What you have to do
Pick each line containing "field" out of the records.

Dataset entries:
[Start of Attachment]

//! Public endpoints: the informational pages and the anti-fraud receipt
//! check. Everything here is readable without a session; the only write
//! is the testimonial submission, which lands unapproved.

use axum::{
    extract::{Query, State},
    http::StatusCode,
    Form, Json,
};
use serde::{Deserialize, Serialize};

use crate::api::db::content::{
    self, LibraryFilter, PastQuestionFilter, TestimonialInput,
};
use crate::api::db::table::{
    AcademicCalendar, Announcement, Exco, HandbookEntry, LibraryResource, PastQuestion, Staff,
    Testimonial, Timetable,
};
use crate::api::db::{calendar, dues};
use crate::api::err::PortalError;
use crate::api::routes::opt;
use crate::api::AppState;

#[derive(Serialize)]
#[serde(rename_all = "camelCase")]
pub struct HomeStats {
    pub total_staff: i64,
    pub total_resources: i64,
    pub total_questions: i64,
}

#[derive(Serialize)]
#[serde(rename_all = "camelCase")]
pub struct HomePayload {
    pub testimonials: Vec<Testimonial>,
    pub announcements: Vec<Announcement>,
    pub recent_staff: Vec<Staff>,
    pub current_excos: Vec<Exco>,
    pub recent_resources: Vec<LibraryResource>,
    pub recent_questions: Vec<PastQuestion>,
    pub stats: HomeStats,
}

pub async fn home(State(state): State<AppState>) -> Result<Json<HomePayload>, PortalError> {
    let staff = content::list_staff(&state.db).await?;
    let excos = content::list_excos(&state.db).await?;
    let resources = content::list_library(&state.db, &LibraryFilter::default()).await?;
    let questions = content::list_past_questions(&state.db, &PastQuestionFilter::default()).await?;

    let stats = HomeStats {
        total_staff: staff.len() as i64,
        total_resources: resources.len() as i64,
        total_questions: questions.len() as i64,
    };
    Ok(Json(HomePayload {
        testimonials: content::approved_testimonials(&state.db, 6).await?,
        announcements: content::active_announcements(&state.db, 5).await?,
        recent_staff: staff.into_iter().take(3).collect(),
        current_excos: excos.into_iter().take(4).collect(),
        recent_resources: resources.into_iter().take(6).collect(),
        recent_questions: questions.into_iter().take(5).collect(),
        stats,
    }))
}

pub async fn staff_list(State(state): State<AppState>) -> Result<Json<Vec<Staff>>, PortalError> {
    Ok(Json(content::list_staff(&state.db).await?))
}

pub async fn exco_list(State(state): State<AppState>) -> Result<Json<Vec<Exco>>, PortalError> {
    Ok(Json(content::list_excos(&state.db).await?))
}

#[derive(Deserialize)]
pub struct PastQuestionParams {
    pub level: Option<String>,
    pub semester: Option<String>,
    pub year: Option<String>,
}

#[derive(Serialize)]
#[serde(rename_all = "camelCase")]
pub struct PastQuestionPage {
    pub questions: Vec<PastQuestion>,
    pub years: Vec<i64>,
}

pub async fn past_questions(
    State(state): State<AppState>,
    Query(params): Query<PastQuestionParams>,
) -> Result<Json<PastQuestionPage>, PortalError> {
    let year = match opt(params.year) {
        Some(raw) => Some(
            raw.parse::<i64>()
                .map_err(|_| PortalError::invalid("year", "year must be a number"))?,
        ),
        None => None,
    };
    let filter = PastQuestionFilter {
        level: opt(params.level),
        semester: opt(params.semester),
        year,
    };
    Ok(Json(PastQuestionPage {
        questions: content::list_past_questions(&state.db, &filter).await?,
        years: content::past_question_years(&state.db).await?,
    }))
}

#[derive(Deserialize)]
pub struct LibraryParams {
    pub category: Option<String>,
    pub level: Option<String>,
}

pub async fn library(
    State(state): State<AppState>,
    Query(params): Query<LibraryParams>,
) -> Result<Json<Vec<LibraryResource>>, PortalError> {
    let filter = LibraryFilter {
        category: opt(params.category),
        level: opt(params.level),
    };
    Ok(Json(content::list_library(&state.db, &filter).await?))
}

#[derive(Deserialize)]
pub struct TestimonialForm {
    pub name: String,
    pub message: String,
    pub rating: Option<i64>,
}

pub async fn submit_testimonial(
    State(state): State<AppState>,
    Form(form): Form<TestimonialForm>,
) -> Result<(StatusCode, Json<Testimonial>), PortalError> {
    let testimonial = content::submit_testimonial(
        &state.db,
        TestimonialInput {
            name: form.name,
            message: form.message,
            rating: form.rating.unwrap_or(5),
        },
    )
    .await?;
    Ok((StatusCode::CREATED, Json(testimonial)))
}

#[derive(Deserialize)]
pub struct HandbookParams {
    pub level: Option<String>,
    pub semester: Option<String>,
}

#[derive(Serialize)]
#[serde(rename_all = "camelCase")]
pub struct HandbookPage {
    pub level: String,
    pub semester: String,
    pub courses: Vec<HandbookEntry>,
    pub total_credits: i64,
}

pub async fn course_handbook(
    State(state): State<AppState>,
    Query(params): Query<HandbookParams>,
) -> Result<Json<HandbookPage>, PortalError> {
    let level = opt(params.level).unwrap_or_else(|| "100".to_string());
    let semester = opt(params.semester).unwrap_or_else(|| "First".to_string());
    let (courses, total_credits) = content::handbook_section(&state.db, &level, &semester).await?;
    Ok(Json(HandbookPage {
        level,
        semester,
        courses,
        total_credits,
    }))
}

#[derive(Deserialize)]
pub struct TimetableParams {
    #[serde(rename = "type")]
    pub timetable_type: Option<String>,
    pub level: Option<String>,
}

pub async fn timetables(
    State(state): State<AppState>,
    Query(params): Query<TimetableParams>,
) -> Result<Json<Vec<Timetable>>, PortalError> {
    let kind = opt(params.timetable_type).unwrap_or_else(|| "Exam".to_string());
    let level = opt(params.level).filter(|l| l != "All");
    Ok(Json(
        content::published_timetables(&state.db, &kind, level.as_deref()).await?,
    ))
}

#[derive(Serialize)]
#[serde(rename_all = "camelCase")]
pub struct CalendarPage {
    pub calendar: Option<AcademicCalendar>,
    pub all_calendars: Vec<AcademicCalendar>,
}

pub async fn academic_calendar(
    State(state): State<AppState>,
) -> Result<Json<CalendarPage>, PortalError> {
    Ok(Json(CalendarPage {
        calendar: calendar::active(&state.db).await?,
        all_calendars: calendar::recent(&state.db, 5).await?,
    }))
}

#[derive(Deserialize)]
pub struct VerifyParams {
    pub code: String,
}

pub async fn verify_receipt(
    State(state): State<AppState>,
    Query(params): Query<VerifyParams>,
) -> Result<Json<dues::Verification>, PortalError> {
    Ok(Json(dues::verify(&state.db, &params.code).await?))
}
use axum::{
    http::StatusCode,
    response::{IntoResponse, Redirect, Response},
    Json,
};
use serde_json::json;

/// Error type for every fallible portal operation.
#[derive(thiserror::Error, Debug)]
pub enum PortalError {
    /// A form field failed validation; nothing was written.
    #[error("{field}: {message}")]
    Validation { field: String, message: String },
    /// The record does not exist, or does not belong to the caller.
    #[error("record not found")]
    NotFound,
    /// Login attempt with credentials that do not check out.
    #[error("{0}")]
    InvalidCredentials(String),
    /// A student-portal route was hit without a student session.
    #[error("student login required")]
    StudentSessionRequired,
    /// An admin route was hit without an admin session.
    #[error("admin login required")]
    AdminSessionRequired,
    /// The operation is not allowed in the record's current state.
    #[error("{0}")]
    Rejected(String),
    #[error("database error: {0}")]
    Database(#[from] sqlx::Error),
    #[error("migration error: {0}")]
    Migrate(#[from] sqlx::migrate::MigrateError),
}

impl PortalError {
    pub fn invalid(field: &str, message: impl Into<String>) -> Self {
        Self::Validation {
            field: field.to_string(),
            message: message.into(),
        }
    }
}

impl IntoResponse for PortalError {
    fn into_response(self) -> Response {
        match self {
            Self::Validation { field, message } => (
                StatusCode::UNPROCESSABLE_ENTITY,
                Json(json!({ "field": field, "error": message })),
            )
                .into_response(),
            Self::NotFound => (
                StatusCode::NOT_FOUND,
                Json(json!({ "error": "record not found" })),
            )
                .into_response(),
            Self::InvalidCredentials(message) => {
                (StatusCode::UNAUTHORIZED, Json(json!({ "error": message }))).into_response()
            }
            Self::StudentSessionRequired => Redirect::to("/portal/login").into_response(),
            Self::AdminSessionRequired => Redirect::to("/admin/login").into_response(),
            Self::Rejected(message) => {
                (StatusCode::FORBIDDEN, Json(json!({ "error": message }))).into_response()
            }
            Self::Database(e) => {
                log::error!("database error: {e}");
                (
                    StatusCode::INTERNAL_SERVER_ERROR,
                    Json(json!({ "error": "internal error" })),
                )
                    .into_response()
            }
            Self::Migrate(e) => {
                log::error!("migration error: {e}");
                (
                    StatusCode::INTERNAL_SERVER_ERROR,
                    Json(json!({ "error": "internal error" })),
                )
                    .into_response()
            }
        }
    }
}
use std::{env, fmt::Display, str::FromStr};

use log::{info, warn};

/// Runtime configuration, read once at startup from the environment
/// (a `.env` file is loaded beforehand in `main`).
#[derive(Clone, Debug)]
pub struct Config {
    pub database_url: String,
    pub port: u16,
    /// Optional bootstrap credentials; seeds the first admin account
    /// when the admin table is empty.
    pub admin_username: Option<String>,
    pub admin_password: Option<String>,
}

impl Config {
    pub fn load() -> Self {
        Self {
            database_url: try_load("DATABASE_URL", "sqlite://portal.db"),
            port: try_load("PORT", "8080"),
            admin_username: env::var("ADMIN_USERNAME").ok(),
            admin_password: env::var("ADMIN_PASSWORD").ok(),
        }
    }
}

fn try_load<T: FromStr>(key: &str, default: &str) -> T
where
    T::Err: Display,
{
    env::var(key)
        .unwrap_or_else(|_| {
            info!("{key} not set, using default: {default}");
            default.to_string()
        })
        .parse()
        .map_err(|e| {
            warn!("invalid {key} value: {e}");
        })
        .expect("environment misconfigured")
}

[End of Attachment]

Answer space
    /// A form field failed validation; nothing was written.
    #[error("{field}: {message}")]
    Validation { field: String, message: String },
    pub fn invalid(field: &str, message: impl Into<String>) -> Self {
            field: field.to_string(),
            Self::Validation { field, message } => (
                Json(json!({ "field": field, "error": message })),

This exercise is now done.